## Work instructions
For each line in the data below that holds "보존된다", return a copy.

Given data below:

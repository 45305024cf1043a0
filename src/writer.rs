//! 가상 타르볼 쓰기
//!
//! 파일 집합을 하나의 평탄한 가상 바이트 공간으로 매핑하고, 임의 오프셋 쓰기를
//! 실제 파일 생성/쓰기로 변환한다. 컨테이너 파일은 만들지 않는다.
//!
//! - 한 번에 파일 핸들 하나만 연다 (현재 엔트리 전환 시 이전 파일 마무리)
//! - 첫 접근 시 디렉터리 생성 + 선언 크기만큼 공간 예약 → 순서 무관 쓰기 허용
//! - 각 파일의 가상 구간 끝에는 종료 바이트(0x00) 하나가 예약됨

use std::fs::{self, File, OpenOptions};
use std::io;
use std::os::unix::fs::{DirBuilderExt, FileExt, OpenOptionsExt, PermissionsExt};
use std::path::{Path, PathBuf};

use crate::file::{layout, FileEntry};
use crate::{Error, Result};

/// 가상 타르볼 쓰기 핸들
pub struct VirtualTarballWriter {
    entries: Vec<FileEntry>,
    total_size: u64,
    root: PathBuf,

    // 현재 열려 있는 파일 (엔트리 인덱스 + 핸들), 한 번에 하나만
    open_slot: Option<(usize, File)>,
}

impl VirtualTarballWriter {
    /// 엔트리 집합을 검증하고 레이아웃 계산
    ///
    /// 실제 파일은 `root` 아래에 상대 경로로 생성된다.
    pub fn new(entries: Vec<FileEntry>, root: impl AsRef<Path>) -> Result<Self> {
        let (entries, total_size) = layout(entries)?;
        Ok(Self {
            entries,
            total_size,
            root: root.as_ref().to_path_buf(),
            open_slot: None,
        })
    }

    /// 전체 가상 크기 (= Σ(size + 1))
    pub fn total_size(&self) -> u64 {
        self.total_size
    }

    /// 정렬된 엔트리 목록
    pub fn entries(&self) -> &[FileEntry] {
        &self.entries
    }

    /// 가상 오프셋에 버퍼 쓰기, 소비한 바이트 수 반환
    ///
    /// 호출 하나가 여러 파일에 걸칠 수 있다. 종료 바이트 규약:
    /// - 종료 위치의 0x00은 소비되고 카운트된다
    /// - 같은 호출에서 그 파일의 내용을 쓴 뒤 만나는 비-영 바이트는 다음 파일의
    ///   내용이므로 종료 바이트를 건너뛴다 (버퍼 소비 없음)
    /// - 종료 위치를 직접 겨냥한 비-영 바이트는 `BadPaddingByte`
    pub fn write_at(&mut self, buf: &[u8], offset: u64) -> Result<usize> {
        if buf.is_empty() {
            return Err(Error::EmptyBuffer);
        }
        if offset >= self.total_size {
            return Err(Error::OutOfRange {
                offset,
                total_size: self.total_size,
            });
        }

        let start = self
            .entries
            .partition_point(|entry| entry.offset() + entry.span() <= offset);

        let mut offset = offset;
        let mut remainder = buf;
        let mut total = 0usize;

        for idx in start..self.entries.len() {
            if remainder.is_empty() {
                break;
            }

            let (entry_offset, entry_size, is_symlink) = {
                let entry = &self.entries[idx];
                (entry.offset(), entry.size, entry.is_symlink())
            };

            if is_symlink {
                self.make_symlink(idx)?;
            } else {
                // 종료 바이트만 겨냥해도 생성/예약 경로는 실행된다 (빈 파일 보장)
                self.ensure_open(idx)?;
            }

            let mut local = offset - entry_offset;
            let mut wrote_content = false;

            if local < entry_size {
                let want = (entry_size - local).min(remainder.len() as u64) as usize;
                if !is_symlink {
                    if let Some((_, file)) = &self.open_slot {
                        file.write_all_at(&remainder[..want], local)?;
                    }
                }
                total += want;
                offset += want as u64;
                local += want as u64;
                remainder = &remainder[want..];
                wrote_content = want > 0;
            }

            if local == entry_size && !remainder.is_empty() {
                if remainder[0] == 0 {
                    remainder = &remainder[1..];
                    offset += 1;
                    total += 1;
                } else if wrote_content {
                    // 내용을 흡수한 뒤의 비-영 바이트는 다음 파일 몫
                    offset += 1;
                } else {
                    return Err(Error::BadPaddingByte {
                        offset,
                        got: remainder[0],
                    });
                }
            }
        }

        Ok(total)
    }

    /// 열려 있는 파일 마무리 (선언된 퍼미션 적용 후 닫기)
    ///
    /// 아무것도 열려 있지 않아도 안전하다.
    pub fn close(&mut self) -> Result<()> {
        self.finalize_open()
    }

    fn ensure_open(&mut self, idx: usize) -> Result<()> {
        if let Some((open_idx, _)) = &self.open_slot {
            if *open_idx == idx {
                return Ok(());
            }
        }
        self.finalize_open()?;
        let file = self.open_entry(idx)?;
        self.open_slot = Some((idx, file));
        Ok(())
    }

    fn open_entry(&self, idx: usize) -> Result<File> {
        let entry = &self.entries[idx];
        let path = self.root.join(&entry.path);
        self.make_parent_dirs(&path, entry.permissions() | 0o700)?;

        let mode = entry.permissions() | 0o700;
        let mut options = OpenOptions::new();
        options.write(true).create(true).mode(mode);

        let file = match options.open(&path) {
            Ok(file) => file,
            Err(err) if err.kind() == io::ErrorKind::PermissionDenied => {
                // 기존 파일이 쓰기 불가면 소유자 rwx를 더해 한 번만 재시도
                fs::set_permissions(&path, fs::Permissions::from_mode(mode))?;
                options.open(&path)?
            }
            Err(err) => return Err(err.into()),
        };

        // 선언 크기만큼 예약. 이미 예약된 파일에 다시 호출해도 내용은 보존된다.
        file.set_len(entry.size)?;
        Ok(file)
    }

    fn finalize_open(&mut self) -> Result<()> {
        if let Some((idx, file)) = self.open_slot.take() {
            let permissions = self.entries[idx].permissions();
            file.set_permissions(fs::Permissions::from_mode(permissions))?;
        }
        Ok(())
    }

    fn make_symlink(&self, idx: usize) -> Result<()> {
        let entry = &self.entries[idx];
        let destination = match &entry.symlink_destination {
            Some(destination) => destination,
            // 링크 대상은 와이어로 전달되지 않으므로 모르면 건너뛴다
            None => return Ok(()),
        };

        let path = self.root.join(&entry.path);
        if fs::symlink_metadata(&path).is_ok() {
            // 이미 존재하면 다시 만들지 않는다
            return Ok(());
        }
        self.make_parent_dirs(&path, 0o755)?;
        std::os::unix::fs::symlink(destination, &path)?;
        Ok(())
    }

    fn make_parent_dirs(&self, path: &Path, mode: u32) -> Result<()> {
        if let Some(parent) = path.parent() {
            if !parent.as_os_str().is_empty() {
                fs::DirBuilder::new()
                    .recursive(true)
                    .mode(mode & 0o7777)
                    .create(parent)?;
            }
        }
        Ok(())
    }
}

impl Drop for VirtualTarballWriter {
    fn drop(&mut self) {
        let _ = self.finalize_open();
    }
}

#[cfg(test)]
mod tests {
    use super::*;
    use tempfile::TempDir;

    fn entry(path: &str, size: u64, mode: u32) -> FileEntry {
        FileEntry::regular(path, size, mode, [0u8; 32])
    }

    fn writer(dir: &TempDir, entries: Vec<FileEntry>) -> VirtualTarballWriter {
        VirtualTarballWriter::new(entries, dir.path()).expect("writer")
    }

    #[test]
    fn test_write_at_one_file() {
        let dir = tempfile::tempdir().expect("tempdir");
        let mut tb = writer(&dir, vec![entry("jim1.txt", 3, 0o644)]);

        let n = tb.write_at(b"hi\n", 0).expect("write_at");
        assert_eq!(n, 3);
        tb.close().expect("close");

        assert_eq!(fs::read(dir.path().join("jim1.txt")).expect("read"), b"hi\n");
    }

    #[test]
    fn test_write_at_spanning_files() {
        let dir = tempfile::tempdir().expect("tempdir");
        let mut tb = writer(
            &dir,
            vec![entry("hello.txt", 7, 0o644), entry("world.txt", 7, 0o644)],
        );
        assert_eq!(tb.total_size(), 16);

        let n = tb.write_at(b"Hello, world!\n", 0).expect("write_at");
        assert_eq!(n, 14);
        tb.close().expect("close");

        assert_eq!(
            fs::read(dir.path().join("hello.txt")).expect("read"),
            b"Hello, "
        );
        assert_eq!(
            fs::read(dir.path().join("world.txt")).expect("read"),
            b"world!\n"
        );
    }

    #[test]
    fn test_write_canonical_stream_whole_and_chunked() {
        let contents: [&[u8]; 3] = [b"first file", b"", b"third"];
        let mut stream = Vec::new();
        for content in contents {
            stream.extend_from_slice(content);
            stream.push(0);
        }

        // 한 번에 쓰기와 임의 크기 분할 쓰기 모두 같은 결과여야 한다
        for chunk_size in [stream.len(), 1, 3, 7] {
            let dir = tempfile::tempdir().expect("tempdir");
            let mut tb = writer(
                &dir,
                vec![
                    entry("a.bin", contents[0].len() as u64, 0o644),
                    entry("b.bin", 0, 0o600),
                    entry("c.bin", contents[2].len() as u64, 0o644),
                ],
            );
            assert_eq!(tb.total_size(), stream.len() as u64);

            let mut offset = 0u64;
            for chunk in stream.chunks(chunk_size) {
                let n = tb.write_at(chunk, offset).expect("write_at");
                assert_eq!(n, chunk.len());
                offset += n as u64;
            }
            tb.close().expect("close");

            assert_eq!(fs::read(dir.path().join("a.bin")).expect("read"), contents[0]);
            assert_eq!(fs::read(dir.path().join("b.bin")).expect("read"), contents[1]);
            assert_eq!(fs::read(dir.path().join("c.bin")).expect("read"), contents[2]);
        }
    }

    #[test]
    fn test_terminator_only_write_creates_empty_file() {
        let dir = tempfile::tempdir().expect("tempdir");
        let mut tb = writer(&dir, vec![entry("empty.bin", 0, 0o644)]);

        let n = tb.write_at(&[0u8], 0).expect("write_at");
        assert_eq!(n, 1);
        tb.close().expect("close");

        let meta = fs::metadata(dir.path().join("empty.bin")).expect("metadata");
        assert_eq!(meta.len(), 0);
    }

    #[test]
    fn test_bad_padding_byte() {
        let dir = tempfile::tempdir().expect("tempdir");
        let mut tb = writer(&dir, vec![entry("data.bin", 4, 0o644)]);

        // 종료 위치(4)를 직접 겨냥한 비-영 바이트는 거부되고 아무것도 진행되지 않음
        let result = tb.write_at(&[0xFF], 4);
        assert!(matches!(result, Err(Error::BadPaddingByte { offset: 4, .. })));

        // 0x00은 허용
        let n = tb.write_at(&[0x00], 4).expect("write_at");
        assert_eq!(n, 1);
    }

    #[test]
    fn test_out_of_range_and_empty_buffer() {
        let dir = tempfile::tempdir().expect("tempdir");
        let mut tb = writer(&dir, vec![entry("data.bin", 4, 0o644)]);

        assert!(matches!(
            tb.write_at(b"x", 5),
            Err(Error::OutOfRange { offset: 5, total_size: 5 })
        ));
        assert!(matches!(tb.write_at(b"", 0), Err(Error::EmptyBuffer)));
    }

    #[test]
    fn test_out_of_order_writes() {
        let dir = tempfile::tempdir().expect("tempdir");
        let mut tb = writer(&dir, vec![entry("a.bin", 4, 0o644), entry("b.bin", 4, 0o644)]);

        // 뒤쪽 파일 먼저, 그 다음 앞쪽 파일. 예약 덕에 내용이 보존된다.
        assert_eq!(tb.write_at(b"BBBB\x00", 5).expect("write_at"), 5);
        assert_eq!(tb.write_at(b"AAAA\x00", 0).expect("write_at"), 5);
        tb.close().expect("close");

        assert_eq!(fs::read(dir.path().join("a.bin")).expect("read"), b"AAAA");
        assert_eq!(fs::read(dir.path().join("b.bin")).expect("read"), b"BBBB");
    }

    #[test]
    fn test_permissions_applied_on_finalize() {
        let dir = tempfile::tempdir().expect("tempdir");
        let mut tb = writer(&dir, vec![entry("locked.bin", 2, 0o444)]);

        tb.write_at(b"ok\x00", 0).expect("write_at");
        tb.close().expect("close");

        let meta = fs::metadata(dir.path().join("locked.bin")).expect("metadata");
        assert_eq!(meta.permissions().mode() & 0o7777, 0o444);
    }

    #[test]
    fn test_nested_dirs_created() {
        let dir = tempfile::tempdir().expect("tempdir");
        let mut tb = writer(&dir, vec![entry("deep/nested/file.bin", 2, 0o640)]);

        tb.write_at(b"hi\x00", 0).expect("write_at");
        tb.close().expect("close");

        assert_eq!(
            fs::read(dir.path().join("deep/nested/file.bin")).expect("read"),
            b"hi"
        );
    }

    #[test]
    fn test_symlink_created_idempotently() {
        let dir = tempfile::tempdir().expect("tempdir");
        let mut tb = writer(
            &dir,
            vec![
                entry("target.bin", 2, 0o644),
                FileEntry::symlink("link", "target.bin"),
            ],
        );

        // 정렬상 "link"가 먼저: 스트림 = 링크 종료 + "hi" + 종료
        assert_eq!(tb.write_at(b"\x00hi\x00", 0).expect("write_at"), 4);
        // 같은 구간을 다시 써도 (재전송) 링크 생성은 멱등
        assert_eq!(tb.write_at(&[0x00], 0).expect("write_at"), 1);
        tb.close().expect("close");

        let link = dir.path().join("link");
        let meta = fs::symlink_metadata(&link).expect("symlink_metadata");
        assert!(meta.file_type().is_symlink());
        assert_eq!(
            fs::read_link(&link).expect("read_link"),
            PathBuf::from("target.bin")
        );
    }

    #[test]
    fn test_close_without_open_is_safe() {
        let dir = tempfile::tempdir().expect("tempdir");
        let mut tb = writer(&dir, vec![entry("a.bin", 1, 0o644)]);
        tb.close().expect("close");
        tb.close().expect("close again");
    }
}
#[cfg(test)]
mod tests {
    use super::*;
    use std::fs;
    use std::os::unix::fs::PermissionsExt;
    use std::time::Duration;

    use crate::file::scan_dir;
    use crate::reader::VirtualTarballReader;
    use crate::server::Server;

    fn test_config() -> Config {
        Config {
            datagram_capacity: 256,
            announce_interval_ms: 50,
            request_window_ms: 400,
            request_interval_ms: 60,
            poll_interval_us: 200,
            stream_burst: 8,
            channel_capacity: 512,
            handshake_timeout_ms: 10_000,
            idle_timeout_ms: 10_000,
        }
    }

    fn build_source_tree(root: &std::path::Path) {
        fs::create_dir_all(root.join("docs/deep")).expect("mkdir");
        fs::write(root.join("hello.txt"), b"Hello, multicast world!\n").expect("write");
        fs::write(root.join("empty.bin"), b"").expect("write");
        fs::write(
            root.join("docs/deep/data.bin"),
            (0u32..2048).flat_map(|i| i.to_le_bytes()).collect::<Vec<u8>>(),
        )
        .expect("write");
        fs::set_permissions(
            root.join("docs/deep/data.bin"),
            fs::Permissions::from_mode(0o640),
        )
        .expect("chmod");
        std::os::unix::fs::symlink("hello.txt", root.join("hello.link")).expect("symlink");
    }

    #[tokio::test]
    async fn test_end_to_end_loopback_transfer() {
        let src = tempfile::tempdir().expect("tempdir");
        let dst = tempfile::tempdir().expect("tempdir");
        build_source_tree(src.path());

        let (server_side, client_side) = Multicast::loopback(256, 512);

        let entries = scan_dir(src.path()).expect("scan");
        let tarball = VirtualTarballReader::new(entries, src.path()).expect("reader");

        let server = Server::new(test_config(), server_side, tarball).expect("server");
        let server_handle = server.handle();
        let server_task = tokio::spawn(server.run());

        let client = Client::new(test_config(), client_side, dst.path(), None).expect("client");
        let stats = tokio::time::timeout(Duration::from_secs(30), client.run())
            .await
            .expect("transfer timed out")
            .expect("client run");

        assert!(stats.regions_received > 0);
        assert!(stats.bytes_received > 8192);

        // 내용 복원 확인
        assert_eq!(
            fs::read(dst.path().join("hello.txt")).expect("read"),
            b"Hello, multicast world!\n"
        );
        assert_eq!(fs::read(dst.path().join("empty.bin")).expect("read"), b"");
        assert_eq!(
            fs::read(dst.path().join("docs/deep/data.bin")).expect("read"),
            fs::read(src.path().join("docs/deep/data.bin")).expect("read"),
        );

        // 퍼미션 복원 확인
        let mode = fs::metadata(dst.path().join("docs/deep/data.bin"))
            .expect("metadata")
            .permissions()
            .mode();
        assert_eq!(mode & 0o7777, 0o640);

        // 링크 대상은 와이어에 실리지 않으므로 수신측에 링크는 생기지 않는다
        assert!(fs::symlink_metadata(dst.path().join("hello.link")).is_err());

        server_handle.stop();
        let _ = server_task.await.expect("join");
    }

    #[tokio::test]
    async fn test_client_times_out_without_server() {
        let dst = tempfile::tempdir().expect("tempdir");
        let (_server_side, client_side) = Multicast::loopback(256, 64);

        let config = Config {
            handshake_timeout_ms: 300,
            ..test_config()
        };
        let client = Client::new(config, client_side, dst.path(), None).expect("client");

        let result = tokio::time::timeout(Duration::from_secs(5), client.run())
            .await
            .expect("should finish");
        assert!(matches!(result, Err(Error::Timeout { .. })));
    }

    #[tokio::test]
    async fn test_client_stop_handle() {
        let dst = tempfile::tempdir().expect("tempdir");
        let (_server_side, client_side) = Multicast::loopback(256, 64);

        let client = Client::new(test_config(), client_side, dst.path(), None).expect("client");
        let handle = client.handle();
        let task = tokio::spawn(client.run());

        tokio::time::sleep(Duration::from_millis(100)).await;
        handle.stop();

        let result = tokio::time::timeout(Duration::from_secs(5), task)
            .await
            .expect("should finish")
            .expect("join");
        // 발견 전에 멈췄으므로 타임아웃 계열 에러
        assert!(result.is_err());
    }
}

End of Given data.

## Task solution
        // 선언 크기만큼 예약. 이미 예약된 파일에 다시 호출해도 내용은 보존된다.
        // 뒤쪽 파일 먼저, 그 다음 앞쪽 파일. 예약 덕에 내용이 보존된다.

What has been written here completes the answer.